If you like Terriyaki Sauce this is good.  You will probably need to cut it in at least half...or maybe even just make a fourth as this is a big batch.
TERRIYAKI SAUCE
3 CUPS LEMON JUICE
4 CUPS KETCHUP
3 CUPS SOY SAUCE
3 CUPS VEG OIL
2 POUNDS BROWN SUGAR
4 TEASPOONS GINGER
4 TEASPOONS BLACK PEPPER
4 TEASPOONS GARLIC POWDER
1 quart water if desired
MIX TOGETHER 

Add your chicken and serve over rice or pasta.


----------



## GotGarlic (Nov 30, 2008)

Saute some chopped green peppers, onions and garlic, add tomato sauce with fresh or dried basil and/or oregano, add cooked chicken cut into 1-inch pieces, serve over any small pasta shape.


----------



## Robo410 (Nov 30, 2008)

a chicken cacciatore such as what Got Garlic recommends.


----------



## texasgirl (Nov 30, 2008)

Check the chicken/poultry thread here, there are some really AWESOME recipes.


----------



## pdswife (Nov 30, 2008)

I'll pm you one of our favorites...
might not work for this time but next time you have chicken breasts you should give it  a try.  It's
easy and really good.


----------



## Jeekinz (Nov 30, 2008)

Poach the breasts in a thin tomato based sauce with artichokes, white wine, onion, capers and calamatta olives. Maybe even some asparagus. Add some red pepper flakes for a little heat. Serve over white rice or pasta, or eat by itself. Works best with thighs/legs, but I've made it with breasts too. Just keep an eye on the internal temp. It won't overcook as fast as other cooking methods though.


----------



## Constance (Nov 30, 2008)

Put pieces from one chicken in a bowl with 3 tbls olive oil and a package of onion soup mix or Italian drressing mix. Place on foil lined baking sheet, sprinkle with paprika, and place uncovered in a 350 oven for about one hour. Turn pieces about half way through. 
Roast a few quartered potatoes with it, if you wish.


----------



## kitchenelf (Nov 30, 2008)

Add some coconut milk to your curry and some grilled pineapple chunks, serve over spiced rice (caramelize some onions, add your uncooked rice and saute until browned a bit, add water, whole cloves, and sticks of cinnamon...not too much of either and be sure to count your cloves so you can remove them all).  Chunk some sweet potatoes too in this if you like them.


----------



## Jeff G. (Dec 1, 2008)

Bake, grind or chunk, make chicken salad....


----------



## ymget (Dec 1, 2008)

Here's one of my favorites:

Fesenjan (Pomegranate Walnut Chicken)
Servings: 4
Ingredients
main 
2 tbsp vegetable oil 
1.5kg chicken , portioned 
1 onion , chopped 
200g ground walnuts 
80ml hot water 
2 tbsp lemon juice 
1 tbsp tomato puree 
2 tbsp sugar 
salt , and freshly ground pepper 
500ml pomegranate juice , or 125ml of pomegranate syrup 
Method
1. Heat the vegetable oil in a heavy-based saucepan. 
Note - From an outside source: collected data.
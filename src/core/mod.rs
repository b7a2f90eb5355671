pub mod config;
pub mod errors;
pub mod logging;
pub mod retry;
pub mod security;
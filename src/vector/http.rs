//! REST client for a remote vector index service.
//!
//! Speaks the common managed-index surface: `/vectors/upsert`,
//! `/vectors/fetch`, `/query` and `/describe_index_stats`, authenticated
//! with an `Api-Key` header. Rate limiting and server errors are flagged
//! retryable so the caller's backoff policy can kick in.

use std::collections::HashMap;
use std::time::Duration;

use async_trait::async_trait;
use reqwest::{Client, StatusCode};
use serde::Deserialize;
use serde_json::{json, Value};

use super::{IndexEntry, IndexStats, QueryMatch, VectorIndex};
use crate::core::errors::PipelineError;

pub struct HttpVectorIndex {
    client: Client,
    base_url: String,
}

impl HttpVectorIndex {
    pub fn new(base_url: &str, api_key: Option<&str>) -> Result<Self, PipelineError> {
        let mut headers = reqwest::header::HeaderMap::new();
        if let Some(key) = api_key {
            let value = reqwest::header::HeaderValue::from_str(key)
                .map_err(|_| PipelineError::index("invalid vector index API key", false))?;
            headers.insert("Api-Key", value);
        }

        let client = Client::builder()
            .timeout(Duration::from_secs(30))
            .default_headers(headers)
            .build()
            .map_err(|err| PipelineError::index(err, false))?;

        Ok(Self {
            client,
            base_url: base_url.trim_end_matches('/').to_string(),
        })
    }

    fn transport_error(err: reqwest::Error) -> PipelineError {
        let retryable = err.is_timeout() || err.is_connect() || err.is_request();
        PipelineError::index(err, retryable)
    }

    fn status_error(status: StatusCode, body: String) -> PipelineError {
        let retryable = status == StatusCode::TOO_MANY_REQUESTS || status.is_server_error();
        PipelineError::index(format!("index returned {}: {}", status, body), retryable)
    }

    async fn post_json(&self, path: &str, body: Value) -> Result<Value, PipelineError> {
        let url = format!("{}{}", self.base_url, path);
        let response = self
            .client
            .post(&url)
            .json(&body)
            .send()
            .await
            .map_err(Self::transport_error)?;

        let status = response.status();
        if !status.is_success() {
            let text = response.text().await.unwrap_or_default();
            return Err(Self::status_error(status, text));
        }

        response
            .json()
            .await
            .map_err(|err| PipelineError::index(err, false))
    }
}

#[derive(Deserialize)]
struct FetchResponse {
    #[serde(default)]
    vectors: HashMap<String, FetchedVector>,
}

#[derive(Deserialize)]
struct FetchedVector {
    id: String,
    #[serde(default)]
    values: Vec<f32>,
    #[serde(default)]
    metadata: Value,
}

#[derive(Deserialize)]
struct QueryResponse {
    #[serde(default)]
    matches: Vec<RawMatch>,
}

#[derive(Deserialize)]
struct RawMatch {
    id: String,
    score: f32,
    #[serde(default)]
    metadata: Value,
}

#[async_trait]
impl VectorIndex for HttpVectorIndex {
    async fn upsert(&self, entries: Vec<IndexEntry>) -> Result<usize, PipelineError> {
        if entries.is_empty() {
            return Ok(0);
        }

        let body = json!({ "vectors": entries });
        let response = self.post_json("/vectors/upsert", body).await?;
        let count = response
            .get("upsertedCount")
            .and_then(|v| v.as_u64())
            .unwrap_or(0) as usize;
        Ok(count)
    }

    async fn fetch(&self, ids: &[String]) -> Result<HashMap<String, IndexEntry>, PipelineError> {
        if ids.is_empty() {
            return Ok(HashMap::new());
        }

        let url = format!("{}/vectors/fetch", self.base_url);
        let query: Vec<(&str, &str)> = ids.iter().map(|id| ("ids", id.as_str())).collect();
        let response = self
            .client
            .get(&url)
            .query(&query)
            .send()
            .await
            .map_err(Self::transport_error)?;

        let status = response.status();
        if !status.is_success() {
            let text = response.text().await.unwrap_or_default();
            return Err(Self::status_error(status, text));
        }

        let parsed: FetchResponse = response
            .json()
            .await
            .map_err(|err| PipelineError::index(err, false))?;

        Ok(parsed
            .vectors
            .into_iter()
            .map(|(key, vector)| {
                (
                    key,
                    IndexEntry {
                        id: vector.id,
                        values: vector.values,
                        metadata: vector.metadata,
                    },
                )
            })
            .collect())
    }

    async fn query(&self, vector: &[f32], top_k: usize) -> Result<Vec<QueryMatch>, PipelineError> {
        let body = json!({
            "vector": vector,
            "topK": top_k,
            "includeMetadata": true,
        });
        let response = self.post_json("/query", body).await?;
        let parsed: QueryResponse = serde_json::from_value(response)
            .map_err(|err| PipelineError::index(err, false))?;

        Ok(parsed
            .matches
            .into_iter()
            .map(|m| QueryMatch {
                id: m.id,
                score: m.score,
                metadata: m.metadata,
            })
            .collect())
    }

    async fn describe_stats(&self) -> Result<IndexStats, PipelineError> {
        let response = self.post_json("/describe_index_stats", json!({})).await?;
        let vector_count = response
            .get("totalVectorCount")
            .and_then(|v| v.as_u64())
            .unwrap_or(0) as usize;
        Ok(IndexStats { vector_count })
    }
}
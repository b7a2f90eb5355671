//! Staleness-driven re-embedding scheduler.
//!
//! A fixed-interval job that finds records never embedded or embedded
//! too long ago, drives them through chunk → embed → verified upsert,
//! and records job health. One run at a time: a tick that finds a run
//! still active skips instead of queueing. Only records whose segments
//! verified get `last_embedded_at` advanced, so a failed run simply
//! retries on the next tick.

use std::sync::atomic::{AtomicBool, Ordering};
use std::sync::Arc;
use std::time::{Duration, Instant};

use serde::{Deserialize, Serialize};
use serde_json::json;

use crate::core::config::SchedulerConfig;
use crate::core::errors::PipelineError;
use crate::pipeline::chunker::{chunk_record, ChunkerConfig};
use crate::pipeline::embedder::{EmbedStatus, Embedder};
use crate::pipeline::sync::VectorSynchronizer;
use crate::pipeline::EmbeddedSegment;
use crate::store::{hours_ago_rfc3339, now_rfc3339, AlertKind, Record, SqliteStore};
use crate::store::{JobHealth, CRITICAL_FAILURE_THRESHOLD};

pub const JOB_NAME: &str = "reembed";
const SERVICE: &str = "reembed-scheduler";
const SYSTEM_SENDER: &str = "system";

#[derive(Debug, Clone, Copy, PartialEq, Eq, Serialize, Deserialize)]
#[serde(rename_all = "snake_case")]
pub enum RunStatus {
    Completed,
    Skipped,
    Failed,
}

#[derive(Debug, Clone, Serialize, Deserialize)]
pub struct RunSummary {
    pub success: bool,
    pub messages_processed: usize,
    pub processing_time_ms: u64,
    pub status: RunStatus,
}

impl RunSummary {
    fn skipped() -> Self {
        Self {
            success: true,
            messages_processed: 0,
            processing_time_ms: 0,
            status: RunStatus::Skipped,
        }
    }
}

/// Releases the single-flight guard even when a run path returns early.
struct RunGuard<'a>(&'a AtomicBool);

impl Drop for RunGuard<'_> {
    fn drop(&mut self) {
        self.0.store(false, Ordering::SeqCst);
    }
}

pub struct ReembedScheduler {
    store: SqliteStore,
    embedder: Arc<dyn Embedder>,
    sync: Arc<VectorSynchronizer>,
    chunker: ChunkerConfig,
    config: SchedulerConfig,
    running: AtomicBool,
}

impl ReembedScheduler {
    pub fn new(
        store: SqliteStore,
        embedder: Arc<dyn Embedder>,
        sync: Arc<VectorSynchronizer>,
        chunker: ChunkerConfig,
        config: SchedulerConfig,
    ) -> Self {
        Self {
            store,
            embedder,
            sync,
            chunker,
            config,
            running: AtomicBool::new(false),
        }
    }

    /// Ticks `run_once` on a fixed interval for the life of the process.
    pub fn spawn_interval_loop(self: Arc<Self>) -> tokio::task::JoinHandle<()> {
        let interval = Duration::from_secs(self.config.interval_secs.max(1));
        tokio::spawn(async move {
            let mut ticker = tokio::time::interval(interval);
            ticker.set_missed_tick_behavior(tokio::time::MissedTickBehavior::Delay);
            // The first tick fires immediately; skip it so startup and
            // the first scheduled run do not race.
            ticker.tick().await;
            loop {
                ticker.tick().await;
                let summary = self.run_once().await;
                tracing::info!(
                    "re-embedding tick finished: status={:?} processed={} elapsed={}ms",
                    summary.status,
                    summary.messages_processed,
                    summary.processing_time_ms
                );
            }
        })
    }

    /// Executes one full cycle. Never panics the caller: every failure
    /// path lands in the summary, the job-status row and the alert log.
    pub async fn run_once(&self) -> RunSummary {
        if self.running.swap(true, Ordering::SeqCst) {
            tracing::info!("re-embedding run still active, skipping tick");
            return RunSummary::skipped();
        }
        let _guard = RunGuard(&self.running);

        let started = Instant::now();
        let cutoff = hours_ago_rfc3339(self.config.reembed_after_hours);

        let records = match self
            .store
            .stale_records(&cutoff, SYSTEM_SENDER, self.config.max_records_per_run)
            .await
        {
            Ok(records) => records,
            Err(err) => {
                return self
                    .finish_failed_run(started, 0, &format!("stale-record query failed: {}", err))
                    .await;
            }
        };

        let mut status = EmbedStatus::start(records.len());
        let mut failed: Vec<(String, String)> = Vec::new();

        for (index, record) in records.iter().enumerate() {
            match self.process_record(record).await {
                Ok(()) => status.record_progress(1),
                Err(err) => {
                    // One bad record must not sink its siblings; collect
                    // and move on. It stays stale and retries next tick.
                    tracing::warn!("re-embedding failed for record {}: {}", record.id, err);
                    status.record_error(&err);
                    failed.push((record.id.clone(), err.to_string()));
                }
            }

            if index + 1 < records.len() && self.config.batch_delay_ms > 0 {
                tokio::time::sleep(Duration::from_millis(self.config.batch_delay_ms)).await;
            }
        }

        let elapsed_ms = started.elapsed().as_millis() as u64;
        let processed = status.processed_count;
        let success = failed.is_empty();

        if !success {
            let run_error = PipelineError::SchedulerRun {
                failed: failed.len(),
                total: records.len(),
            };
            self.alert(
                AlertKind::Error,
                &run_error.to_string(),
                json!({
                    "failedRecords": failed
                        .iter()
                        .map(|(id, reason)| json!({"id": id, "reason": reason}))
                        .collect::<Vec<_>>(),
                }),
            )
            .await;
        }

        self.finish_run(success, processed, elapsed_ms).await;

        RunSummary {
            success,
            messages_processed: processed,
            processing_time_ms: elapsed_ms,
            status: if success {
                RunStatus::Completed
            } else {
                RunStatus::Failed
            },
        }
    }

    /// Chunk → embed → verified upsert for one record. The staleness
    /// marker moves only after verification succeeds.
    async fn process_record(&self, record: &Record) -> Result<(), PipelineError> {
        let segments = chunk_record(record, &self.chunker);
        let texts: Vec<String> = segments.iter().map(|s| s.content.clone()).collect();

        let vectors = self.embedder.embed_batch(&texts).await?;
        if vectors.len() != segments.len() {
            return Err(PipelineError::Data(format!(
                "{} vectors for {} segments of record {}",
                vectors.len(),
                segments.len(),
                record.id
            )));
        }

        let embedded: Vec<EmbeddedSegment> = segments
            .into_iter()
            .zip(vectors)
            .map(|(segment, vector)| EmbeddedSegment { segment, vector })
            .collect();

        self.sync.upsert_verified(&embedded).await?;
        self.store.mark_embedded(&record.id, &now_rfc3339()).await?;
        Ok(())
    }

    async fn finish_failed_run(
        &self,
        started: Instant,
        processed: usize,
        reason: &str,
    ) -> RunSummary {
        let elapsed_ms = started.elapsed().as_millis() as u64;
        self.alert(
            AlertKind::Error,
            &format!("re-embedding run failed: {}", reason),
            json!({}),
        )
        .await;
        self.finish_run(false, processed, elapsed_ms).await;
        RunSummary {
            success: false,
            messages_processed: processed,
            processing_time_ms: elapsed_ms,
            status: RunStatus::Failed,
        }
    }

    /// Updates the job-status row and raises threshold alerts.
    async fn finish_run(&self, success: bool, processed: usize, elapsed_ms: u64) {
        let previous_failures = match self.store.job_status(JOB_NAME).await {
            Ok(status) => status.map(|s| s.consecutive_failures).unwrap_or(0),
            Err(err) => {
                tracing::error!("failed to read job status: {}", err);
                0
            }
        };

        match self
            .store
            .record_run(JOB_NAME, success, processed, elapsed_ms)
            .await
        {
            Ok(status) => {
                if status.health() == JobHealth::Critical
                    && previous_failures < CRITICAL_FAILURE_THRESHOLD
                {
                    self.alert(
                        AlertKind::Error,
                        "re-embedding job is critical after repeated failures",
                        json!({
                            "consecutiveFailures": status.consecutive_failures,
                            "threshold": CRITICAL_FAILURE_THRESHOLD,
                        }),
                    )
                    .await;
                }
            }
            Err(err) => tracing::error!("failed to update job status: {}", err),
        }

        let ceiling_ms = self.config.run_time_ceiling_secs * 1_000;
        if elapsed_ms > ceiling_ms {
            self.alert(
                AlertKind::Warning,
                "re-embedding run exceeded its time ceiling",
                json!({
                    "elapsedMs": elapsed_ms,
                    "ceilingMs": ceiling_ms,
                }),
            )
            .await;
        }
    }

    async fn alert(&self, kind: AlertKind, message: &str, details: serde_json::Value) {
        if let Err(err) = self
            .store
            .insert_alert(kind, message, details, SERVICE)
            .await
        {
            tracing::error!("failed to persist alert '{}': {}", message, err);
        }
    }
}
2. Add in the chicken and fry over a high heat, stirring often, until browned on all sides. 

3. Add in the onion and fry, stirring, for 2-3 minutes. 

3b Add walnuts

4. Gradually mix in the hot water, then mix in the lemon juice, tomato puree and sugar. 

5. Season with salt and freshly ground pepper. 

6. Mix in the pomegranate juice or syrup. 

7. Bring to the boil, then reduce the heat and simmer the dish for 45 minutes, stirring now and then, until the chicken is tender. 

8. Place the chicken portions on a serving plate, spoon over the sauce and serve.


----------



## attie (Dec 2, 2008)

> I wanna make something similiar but nicer tommorow. I got a kilo of chicken breast ready to go


Some might disagree with me here but I prefer thigh meat to breast meat so that's the first thing I would swap.

If you are going to cook it once a week to last a week you're not going to want to be including anything that would loose it's value over time.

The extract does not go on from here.